You are viewing a plain text version of this content. The canonical link for it is here.
Posted to solr-user@lucene.apache.org by "Vishal A." <ab...@gmail.com> on 2010/06/23 21:58:32 UTC

Stemmed and/or unStemmed field

Hello all,

 

One quick question, trying to find out what scenario would work best.

We have huge free text dataset containing product titles, descriptions.
Unfortunately, we don't have the data categorized so we rely on 'search
relevancy + synonyms'  heavily to categorize.

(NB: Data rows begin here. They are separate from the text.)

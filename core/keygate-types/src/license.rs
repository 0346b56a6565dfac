//! License records and their state machine.
//!
//! Stored states are PENDING, ACTIVE, REVOKED. EXPIRED is derived at
//! read time from `expires_at` so expiry is never a destructive
//! transition; expired licenses remain inspectable.

use crate::ids::LicenseId;
use chrono::{DateTime, Utc};
use serde::{Deserialize, Serialize};

/// Commercial tier of a license.
#[derive(Debug, Clone, Copy, PartialEq, Eq, Hash, Serialize, Deserialize)]
#[serde(rename_all = "SCREAMING_SNAKE_CASE")]
pub enum LicenseType {
    /// Single-seat standard license.
    Standard,
    /// Professional tier.
    Professional,
    /// Enterprise tier.
    Enterprise,
}

impl LicenseType {
    /// Canonical storage string.
    #[must_use]
    pub fn as_str(&self) -> &'static str {
        match self {
            Self::Standard => "STANDARD",
            Self::Professional => "PROFESSIONAL",
            Self::Enterprise => "ENTERPRISE",
        }
    }

    /// Parses the canonical storage string.
    #[must_use]
    pub fn from_str_opt(s: &str) -> Option<Self> {
        match s {
            "STANDARD" => Some(Self::Standard),
            "PROFESSIONAL" => Some(Self::Professional),
            "ENTERPRISE" => Some(Self::Enterprise),
            _ => None,
        }
    }
}

/// State of a license. `Expired` is derived, never stored.
#[derive(Debug, Clone, Copy, PartialEq, Eq, Hash, Serialize, Deserialize)]
#[serde(rename_all = "SCREAMING_SNAKE_CASE")]
pub enum LicenseStatus {
    /// Issued but never activated.
    Pending,
    /// Activated on at least one device.
    Active,
    /// Past `expires_at` (derived at read time).
    Expired,
    /// Terminally revoked by an admin.
    Revoked,
}

impl LicenseStatus {
    /// Canonical storage string. `Expired` is never written.
    #[must_use]
    pub fn as_str(&self) -> &'static str {
        match self {
            Self::Pending => "PENDING",
            Self::Active => "ACTIVE",
            Self::Expired => "EXPIRED",
            Self::Revoked => "REVOKED",
        }
    }

    /// Parses the canonical storage string.
    #[must_use]
    pub fn from_str_opt(s: &str) -> Option<Self> {
        match s {
            "PENDING" => Some(Self::Pending),
            "ACTIVE" => Some(Self::Active),
            "EXPIRED" => Some(Self::Expired),
            "REVOKED" => Some(Self::Revoked),
            _ => None,
        }
    }
}

/// One device binding of a license.
#[derive(Debug, Clone, PartialEq, Eq, Serialize, Deserialize)]
pub struct LicenseActivation {
    /// Fingerprint of the bound device.
    pub device_fingerprint: String,
    /// Hardware signature reported at activation time.
    pub hardware_signature: Option<String>,
    /// How the activation happened (e.g. "online", "manual").
    pub method: String,
    /// When the device was bound.
    pub activated_at: DateTime<Utc>,
}

/// A purchased license, bound to up to `max_activations` devices.
#[derive(Debug, Clone, PartialEq, Eq, Serialize, Deserialize)]
pub struct License {
    /// Internal identifier.
    pub id: LicenseId,
    /// Canonical 32-character uppercase alphanumeric key.
    pub license_key: String,
    /// Commercial tier.
    pub license_type: LicenseType,
    /// Stored state (Pending, Active, or Revoked).
    pub status: LicenseStatus,
    /// Purchaser email.
    pub customer_email: String,
    /// Purchaser name.
    pub customer_name: Option<String>,
    /// Purchaser company.
    pub company_name: Option<String>,
    /// Devices this license is currently bound to.
    pub activations: Vec<LicenseActivation>,
    /// Number of distinct devices bound so far.
    pub activation_count: i64,
    /// Maximum distinct devices allowed.
    pub max_activations: i64,
    /// When the license was generated.
    pub issued_at: DateTime<Utc>,
    /// First successful activation, if any.
    pub activated_at: Option<DateTime<Utc>>,
    /// Expiry instant; None means perpetual.
    pub expires_at: Option<DateTime<Utc>>,
    /// When the license was revoked, if ever.
    pub revoked_at: Option<DateTime<Utc>>,
    /// Admin-supplied revocation reason.
    pub revoke_reason: Option<String>,
}

impl License {
    /// Returns true if the license is revoked.
    #[must_use]
    pub fn is_revoked(&self) -> bool {
        self.status == LicenseStatus::Revoked
    }

    /// Returns true if `now` is past the expiry instant.
    #[must_use]
    pub fn is_expired_at(&self, now: DateTime<Utc>) -> bool {
        self.expires_at.is_some_and(|exp| now > exp)
    }

    /// The status as seen by readers: revocation wins, then expiry,
    /// then the stored state.
    #[must_use]
    pub fn effective_status(&self, now: DateTime<Utc>) -> LicenseStatus {
        if self.status == LicenseStatus::Revoked {
            LicenseStatus::Revoked
        } else if self.is_expired_at(now) {
            LicenseStatus::Expired
        } else {
            self.status
        }
    }

    /// Returns true if this fingerprint is already bound.
    #[must_use]
    pub fn is_bound_to(&self, fingerprint: &str) -> bool {
        self.activations
            .iter()
            .any(|a| a.device_fingerprint == fingerprint)
    }
}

Here is what I am trying to do :  Someone clicks on  'Comforters & Pillows'
, we would want the results to be filtered where title has keyword
'Comforter' or  'Pillows' but we have been getting results with word
'comfort' in the title. I assume it is because of stemming. What is the
right way to handle this?

I am thinking to create another unstemmed field as 'title_unstemmed' which
stores the data unstemmed. So basically, with dismax -  I could boost score
on unstemmed field.  I can think of other scenarios where stemming would be
needed so stemmed field would still match.

 

Does that sound like something that will work? Any suggestions please?  

 

Much appreciated 


RE: Stemmed and/or unStemmed field

Posted by caman <ab...@gmail.com>.
Ahh,perfect.

Will take a look. thanks

 

From: Robert Muir [via Lucene]
[mailto:ml-node+918302-232685105-124354@n3.nabble.com] 
Sent: Wednesday, June 23, 2010 4:17 PM
To: caman
Subject: Re: Stemmed and/or unStemmed field

 

On Wed, Jun 23, 2010 at 3:58 PM, Vishal A. 
<[hidden email]>wrote: 

> 
> Here is what I am trying to do :  Someone clicks on  'Comforters &
Pillows' 
> , we would want the results to be filtered where title has keyword 
> 'Comforter' or  'Pillows' but we have been getting results with word 
> 'comfort' in the title. I assume it is because of stemming. What is the 
> right way to handle this? 
> 

from your examples, it seems a more lightweight stemmer might be an easy 
option: https://issues.apache.org/jira/browse/LUCENE-2503

-- 
Robert Muir 
[hidden email] 



  _____  

View message @
http://lucene.472066.n3.nabble.com/Stemmed-and-or-unStemmed-field-tp917876p9
18302.html 
To start a new topic under Solr - User, email
ml-node+472068-464289649-124354@n3.nabble.com 
To unsubscribe from Solr - User, click
< (link removed) 
GZvcnRoZW90aGVyc3R1ZmZAZ21haWwuY29tfDQ3MjA2OHwtOTM0OTI1NzEx>  here. 

 


-- 
View this message in context: http://lucene.472066.n3.nabble.com/Stemmed-and-or-unStemmed-field-tp917876p918309.html
Sent from the Solr - User mailing list archive at Nabble.com.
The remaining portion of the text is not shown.